■ About this exercise
Among the lines below, a stretch begins at the one with "async fn delete(&self, name: &str) -> Result<(), IntentError>;" and ends at the one with "impl PackageRevisionService for". Repeat that stretch exactly, ends included.

Stored data:
..............................

/// Access to the external package-revision service.
#[async_trait]
pub trait PackageRevisionService: Send + Sync {
    /// Create a draft revision. The target repository must already exist.
    async fn create(&self, revision: &PackageRevision) -> Result<PackageRevision, IntentError>;

    /// Fetch a revision by name.
    async fn get(&self, name: &str) -> Result<PackageRevision, IntentError>;

    /// List revisions in a repository.
    async fn list(&self, repository: &str) -> Result<Vec<PackageRevision>, IntentError>;

    /// Update a revision record (lifecycle changes).
    async fn update(&self, revision: &PackageRevision) -> Result<(), IntentError>;

    /// Upload a package's rendered resources into a draft revision.
    async fn update_resources(&self, name: &str, package: &Package) -> Result<(), IntentError>;

    /// Ask the service to move the revision Draft → Proposed.
    async fn propose(&self, name: &str) -> Result<(), IntentError>;

    /// Ask the service to move the revision Proposed → Published.
    async fn publish(&self, name: &str) -> Result<(), IntentError>;

    /// Remove a revision. Deleting an absent revision is a success.
    async fn delete(&self, name: &str) -> Result<(), IntentError>;
}

/// HTTP implementation of [`PackageRevisionService`].
pub struct HttpPorchClient {
    http_client: reqwest::Client,
    base_url: String,
}

#[derive(Deserialize)]
struct ListRevisionsResponse {
    revisions: Vec<PackageRevision>,
}

#[derive(Serialize)]
struct UploadResourcesRequest<'a> {
    kptfile: &'a crate::package::Kptfile,
    files: BTreeMap<String, &'a serde_json::Value>,
}

impl HttpPorchClient {
    /// Create a client for the package-revision service at `base_url`.
    #[must_use]
    pub fn new(http_client: reqwest::Client, base_url: &str) -> Self {
        Self {
            http_client,
            base_url: base_url.trim_end_matches('/').to_string(),
        }
    }

    fn create_error(package: &str, repository: &str, reason: String) -> IntentError {
        IntentError::RevisionCreate {
            package: package.to_string(),
            repository: repository.to_string(),
            reason,
            transient: true,
        }
    }
}

#[async_trait]
impl PackageRevisionService for HttpPorchClient {
    async fn create(&self, revision: &PackageRevision) -> Result<PackageRevision, IntentError> {
        let url = format!(
            "{}/api/v1/repositories/{}/packagerevisions",
            self.base_url, revision.repository
        );
        let response = self
            .http_client
            .post(&url)
            .timeout(REVISION_CALL_TIMEOUT)
            .json(revision)
            .send()
            .await
            .map_err(|e| {
                Self::create_error(&revision.package_name, &revision.repository, e.to_string())
            })?;

        match response.status() {
            status if status.is_success() => {
                response.json().await.map_err(|e| {
                    Self::create_error(
                        &revision.package_name,
                        &revision.repository,
                        format!("malformed create response: {e}"),
                    )
                })
            }
            // The publisher does not create repositories; a missing one is a
            // clean failure, not something to retry into existence.
            reqwest::StatusCode::NOT_FOUND => Err(IntentError::RevisionCreate {
                package: revision.package_name.clone(),
                repository: revision.repository.clone(),
                reason: format!("repository '{}' does not exist", revision.repository),
                transient: false,
            }),
            status => Err(Self::create_error(
                &revision.package_name,
                &revision.repository,
                format!("create returned HTTP {status}"),
            )),
        }
    }

    async fn get(&self, name: &str) -> Result<PackageRevision, IntentError> {
        let url = format!("{}/api/v1/packagerevisions/{name}", self.base_url);
        let response = self
            .http_client
            .get(&url)
            .timeout(REVISION_CALL_TIMEOUT)
            .send()
            .await
            .map_err(|e| Self::create_error(name, "", e.to_string()))?;

        if response.status().is_success() {
            response
                .json()
                .await
                .map_err(|e| Self::create_error(name, "", format!("malformed revision: {e}")))
        } else {
            Err(Self::create_error(
                name,
                "",
                format!("get returned HTTP {}", response.status()),
            ))
        }
    }

    async fn list(&self, repository: &str) -> Result<Vec<PackageRevision>, IntentError> {
        let url = format!(
            "{}/api/v1/repositories/{repository}/packagerevisions",
            self.base_url
        );
        let response = self
            .http_client
            .get(&url)
            .timeout(REVISION_CALL_TIMEOUT)
            .send()
            .await
            .map_err(|e| Self::create_error("", repository, e.to_string()))?;

        if response.status().is_success() {
            let body: ListRevisionsResponse = response
                .json()
                .await
                .map_err(|e| Self::create_error("", repository, format!("malformed list: {e}")))?;
            Ok(body.revisions)
        } else {
            Err(Self::create_error(
                "",
                repository,
                format!("list returned HTTP {}", response.status()),
            ))
        }
    }

    async fn update(&self, revision: &PackageRevision) -> Result<(), IntentError> {
        let url = format!("{}/api/v1/packagerevisions/{}", self.base_url, revision.name);
        let response = self
            .http_client
            .put(&url)
            .timeout(REVISION_CALL_TIMEOUT)
            .json(revision)
            .send()
            .await
            .map_err(|e| {
                Self::create_error(&revision.package_name, &revision.repository, e.to_string())
            })?;

        // Updating an absent revision is treated as done: the record the
        // update wanted to change no longer exists.
        if response.status().is_success() || response.status() == reqwest::StatusCode::NOT_FOUND {
            Ok(())
        } else {
            Err(Self::create_error(
                &revision.package_name,
                &revision.repository,
                format!("update returned HTTP {}", response.status()),
            ))
        }
    }

    async fn update_resources(&self, name: &str, package: &Package) -> Result<(), IntentError> {
        let url = format!(
            "{}/api/v1/packagerevisions/{name}/resources",
            self.base_url
        );
        let request = UploadResourcesRequest {
            kptfile: &package.kptfile,
            files: package
                .resources
                .iter()
                .map(|r| (r.filename.clone(), &r.manifest))
                .collect(),
        };
        let response = self
            .http_client
            .put(&url)
            .timeout(REVISION_CALL_TIMEOUT)
            .json(&request)
            .send()
            .await
            .map_err(|e| Self::create_error(&package.metadata.name, "", e.to_string()))?;

        if response.status().is_success() {
            Ok(())
        } else {
            Err(Self::create_error(
                &package.metadata.name,
                "",
                format!("resource upload returned HTTP {}", response.status()),
            ))
        }
    }

    async fn propose(&self, name: &str) -> Result<(), IntentError> {
        self.lifecycle_post(name, "propose").await
    }

    async fn publish(&self, name: &str) -> Result<(), IntentError> {
        self.lifecycle_post(name, "approve").await
    }

    async fn delete(&self, name: &str) -> Result<(), IntentError> {
        let url = format!("{}/api/v1/packagerevisions/{name}", self.base_url);
        let response = self
            .http_client
            .delete(&url)
            .timeout(REVISION_CALL_TIMEOUT)
            .send()
            .await
            .map_err(|e| Self::create_error(name, "", e.to_string()))?;

        if response.status().is_success() || response.status() == reqwest::StatusCode::NOT_FOUND {
            Ok(())
        } else {
            Err(Self::create_error(
                name,
                "",
                format!("delete returned HTTP {}", response.status()),
            ))
        }
    }
}
/// Move the intent to Failed with a machine-readable condition and stop
/// requeueing until the spec changes.
async fn fail_intent(
    ctx: &Context,
    mut updater: IntentStatusUpdater,
    error: &IntentError,
) -> Result<Action> {
    warn!(error = %error, reason = error.reason(), "Intent failed");
    metrics::record_error(KIND_NETWORK_SLICE_INTENT, error.reason());

    updater.transition(IntentPhase::Failed, &error.to_string());
    updater.set_failure_condition(error);
    updater.apply(&ctx.client).await?;
    Ok(Action::await_change())
}

/// Handle a transient failure: retry with capped backoff until the per-phase
/// cap, then declare the intent Failed.
async fn handle_transient(
    ctx: &Context,
    mut updater: IntentStatusUpdater,
    error: IntentError,
) -> Result<Action> {
    if !error.is_transient() {
        return fail_intent(ctx, updater, &error).await;
    }

    let attempt = updater.bump_retry_count();
    if !retries_remaining(attempt) {
        return fail_intent(ctx, updater, &error).await;
    }

    warn!(
        error = %error,
        attempt = attempt,
        "Transient failure, backing off"
    );
    updater.set_condition(create_condition(
        CONDITION_TYPE_PROGRESSING,
        "False",
        error.reason(),
        &error.to_string(),
    ));
    updater.apply(&ctx.client).await?;
    Ok(Action::requeue(backoff_delay(attempt - 1)))
}

/// Upsert freshly published revisions into the recorded list, keyed by
/// (repository, package). Previously recorded revisions are never dropped:
/// the deletion path must see every revision that ever existed.
fn merge_revisions(
    recorded: &mut Vec<crate::crd::PackageRevisionRef>,
    published: Vec<crate::crd::PackageRevisionRef>,
) {
    for revision in published {
        match recorded.iter_mut().find(|r| {
            r.repository == revision.repository && r.package_name == revision.package_name
        }) {
            Some(existing) => *existing = revision,
            None => recorded.push(revision),
        }
    }
    recorded.sort_by(|a, b| {
        (a.repository.as_str(), a.package_name.as_str())
            .cmp(&(b.repository.as_str(), b.package_name.as_str()))
    });
}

..............................

■ Answer section
    async fn delete(&self, name: &str) -> Result<(), IntentError>;
}

/// HTTP implementation of [`PackageRevisionService`].
pub struct HttpPorchClient {
    http_client: reqwest::Client,
    base_url: String,
}

#[derive(Deserialize)]
struct ListRevisionsResponse {
    revisions: Vec<PackageRevision>,
}

#[derive(Serialize)]
struct UploadResourcesRequest<'a> {
    kptfile: &'a crate::package::Kptfile,
    files: BTreeMap<String, &'a serde_json::Value>,
}

impl HttpPorchClient {
    /// Create a client for the package-revision service at `base_url`.
    #[must_use]
    pub fn new(http_client: reqwest::Client, base_url: &str) -> Self {
        Self {
            http_client,
            base_url: base_url.trim_end_matches('/').to_string(),
        }
    }

    fn create_error(package: &str, repository: &str, reason: String) -> IntentError {
        IntentError::RevisionCreate {
            package: package.to_string(),
            repository: repository.to_string(),
            reason,
            transient: true,
        }
    }
}

#[async_trait]
impl PackageRevisionService for HttpPorchClient {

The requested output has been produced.